Technical Details

To accommodate four climbing plants in one device, the device consists of four iron vertical climbing rails with a main supportive iron cane in the center. These are then surrounded by an external wood cylinder that lends structural support to the device. In addition, four wheels are attached to the bottom, enabling convenient transportation. The structure and pot size are designed to fit most of the species of climbing plants, but further adjustments in the height and area of the base are also available.

The irrigation system is designed to act as “point” irrigation, which refers to watering the plant at a certain point of the surface soil at a certain rate. To help climbing plant growers control the quantity of water irrigated, a moisture-detecting probe is placed right above each of the soil plots to detect the air moisture near the root of the climbing plants, which will be displayed on the online platform as one of the values that can be remotely monitored and adjusted.

The light adjustment system consists of two parts: light intensity and light color.

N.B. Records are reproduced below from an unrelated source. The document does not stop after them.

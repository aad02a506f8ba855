//! Fragment data model: the entity itself and the type catalog that governs
//! which representations it can take.

pub mod catalog;
pub mod fragment;

pub use catalog::{ContentType, TargetFormat};
pub use fragment::Fragment;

Through experimental testing, we have determined the optimal light color provided for the climbing plant growth. We have also tested and confirmed other hypotheses on the effect of other factors on climbing plant growth, such as the direction of the light source, the light intensity level, and whether the plant is in the light-independent phase or the light-dependent phase. Thus, in our regulation system, both the color and the intensity can be adjusted remotely. Moreover, a piece of thick black cloth covers the whole product to insulate it from the environmental lighting.

The temperature regulation system aims to provide the optimal temperature for the climbing plant in all seasons. This system is divided into temperature detection and adjustment. For detection, a temperature-sensitive probe is installed at the center of the cross-sectional area of the cylindrical structure. For adjustment, the user may remotely control a mini heat generator installed within the growth chamber via the user interface.

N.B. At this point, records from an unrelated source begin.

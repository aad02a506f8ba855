//! Typed identifier wrappers used throughout fragstore.
//!
//! Newtypes prevent mixing the two identifier kinds: a `FragmentId` is a
//! generated UUID, while an `OwnerId` is an opaque string handed to us by the
//! authentication layer. Two distinct owner values are distinct owners; the
//! core never inspects the contents.

use serde::{Deserialize, Serialize};
use uuid::Uuid;

/// Unique identifier for a stored fragment.
#[derive(Debug, Clone, Copy, PartialEq, Eq, Hash, Serialize, Deserialize)]
#[serde(transparent)]
pub struct FragmentId(Uuid);

impl FragmentId {
    /// Generate a new random fragment ID.
    #[must_use]
    pub fn new() -> Self {
        Self(Uuid::new_v4())
    }
}

impl Default for FragmentId {
    fn default() -> Self {
        Self::new()
    }
}

impl From<Uuid> for FragmentId {
    fn from(uuid: Uuid) -> Self {
        Self(uuid)
    }
}

impl From<FragmentId> for Uuid {
    fn from(id: FragmentId) -> Self {
        id.0
    }
}

impl std::str::FromStr for FragmentId {
    type Err = uuid::Error;

    fn from_str(s: &str) -> Result<Self, Self::Err> {
        Uuid::parse_str(s).map(Self)
    }
}

impl std::fmt::Display for FragmentId {
    fn fmt(&self, f: &mut std::fmt::Formatter<'_>) -> std::fmt::Result {
        write!(f, "{}", self.0)
    }
}

/// Opaque identifier for the principal that owns a fragment.
///
/// All reads, writes, and deletes are scoped by this value; fragments are
/// never visible across owners.
#[derive(Debug, Clone, PartialEq, Eq, Hash, Serialize, Deserialize)]
#[serde(transparent)]
pub struct OwnerId(String);

impl OwnerId {
    /// Wrap an opaque owner identifier.
    pub fn new<S: Into<String>>(id: S) -> Self {
        Self(id.into())
    }

    /// The identifier as a string slice.
    pub fn as_str(&self) -> &str {
        &self.0
    }

    /// Whether the identifier is empty (never valid for a fragment).
    pub fn is_empty(&self) -> bool {
        self.0.is_empty()
    }
}

impl From<&str> for OwnerId {
    fn from(s: &str) -> Self {
        Self(s.to_string())
    }
}

impl From<String> for OwnerId {
    fn from(s: String) -> Self {
        Self(s)
    }
}

impl std::fmt::Display for OwnerId {
    fn fmt(&self, f: &mut std::fmt::Formatter<'_>) -> std::fmt::Result {
        write!(f, "{}", self.0)
    }
}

Studies have shown that carbon dioxide levels may facilitate or inhibit the growth rate of climbing plants depending on the shade and environment. In particular, most climbing plants tend to prefer higher carbon dioxide concentrations up to a saturation point. Thus, Noah’s Ark implemented a detection mechanism that would allow the user to monitor real-time changes in carbon dioxide concentration.

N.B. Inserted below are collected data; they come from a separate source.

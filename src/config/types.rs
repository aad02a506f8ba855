use serde::{Deserialize, Serialize};
use std::path::PathBuf;

#[derive(Debug, Clone, Default, Deserialize, Serialize)]
pub struct Config {
    #[serde(default)]
    pub server: ServerConfig,

    #[serde(default)]
    pub storage: StorageConfig,
}

#[derive(Debug, Clone, Deserialize, Serialize)]
pub struct ServerConfig {
    #[serde(default = "default_host")]
    pub host: String,

    #[serde(default = "default_port")]
    pub port: u16,

    /// Public base URL used to build `Location` headers. When unset, the
    /// request's Host header is used.
    #[serde(default)]
    pub public_url: Option<String>,

    #[serde(default)]
    pub auth: AuthConfig,
}

#[derive(Debug, Clone, Default, Deserialize, Serialize)]
pub struct AuthConfig {
    /// Require credentials on every API request
    #[serde(default)]
    pub enabled: bool,

    /// Accounts allowed to store fragments
    #[serde(default)]
    pub users: Vec<UserConfig>,
}

#[derive(Debug, Clone, Deserialize, Serialize)]
pub struct UserConfig {
    pub username: String,

    /// Bcrypt hash of the password (generate with `fragstore hash-password`)
    pub password_hash: String,

    /// Optional API key for programmatic access (used with
    /// Authorization: Bearer header; generate with `fragstore generate-api-key`)
    #[serde(default)]
    pub api_key: Option<String>,
}

#[derive(Debug, Clone, Deserialize, Serialize)]
pub struct StorageConfig {
    #[serde(default)]
    pub backend: StorageBackend,

    /// SQLite database path (only used by the sqlite backend)
    #[serde(default = "default_db_path")]
    pub db_path: PathBuf,
}

#[derive(Debug, Clone, Copy, Default, PartialEq, Eq, Deserialize, Serialize)]
#[serde(rename_all = "lowercase")]
pub enum StorageBackend {
    /// Process-local storage, lost on restart
    Memory,
    /// SQLite file storage
    #[default]
    Sqlite,
}

fn default_host() -> String {
    "0.0.0.0".to_string()
}

fn default_port() -> u16 {
    8080
}

fn default_db_path() -> PathBuf {
    PathBuf::from("./fragstore.db")
}

impl Default for ServerConfig {
    fn default() -> Self {
        Self {
            host: default_host(),
            port: default_port(),
            public_url: None,
            auth: AuthConfig::default(),
        }
    }
}

impl Default for StorageConfig {
    fn default() -> Self {
        Self {
            backend: StorageBackend::default(),
            db_path: default_db_path(),
        }
    }
}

Noah’s Ark includes an online platform that displays real-time images of the climate plant along with a set of growth-related variables. To capture and upload images, a mini-camera is fastened to the top of the structure that is focused on the plant. It monitors the leaves and stems of the climbing plant for visual cues of growth defects, possible infections, or insect attacks.

The online platform displays the temperature, moisture level, carbon dioxide concentration, light intensity, light color, and other growth-related factors in one place for the user. These variables are collected by detectors and probes that are wired up to the internet through the home Wi-Fi. Moreover, to visualize changes in data over time, line charts are automatically generated that display trends over hours, days, or weeks.

The online platform also contains an interactive interface that enables the user to make micro-adjustments from afar. This feature includes an on-off switch for the irrigation system, the heating system, and sliders for light intensity and color, all of which are integrated into the overall platform design. The color control in particular is linked up to a 360-degree LED light strip with small increments in terms of color and intensity, accommodating the needs of a wide range of climbing plants.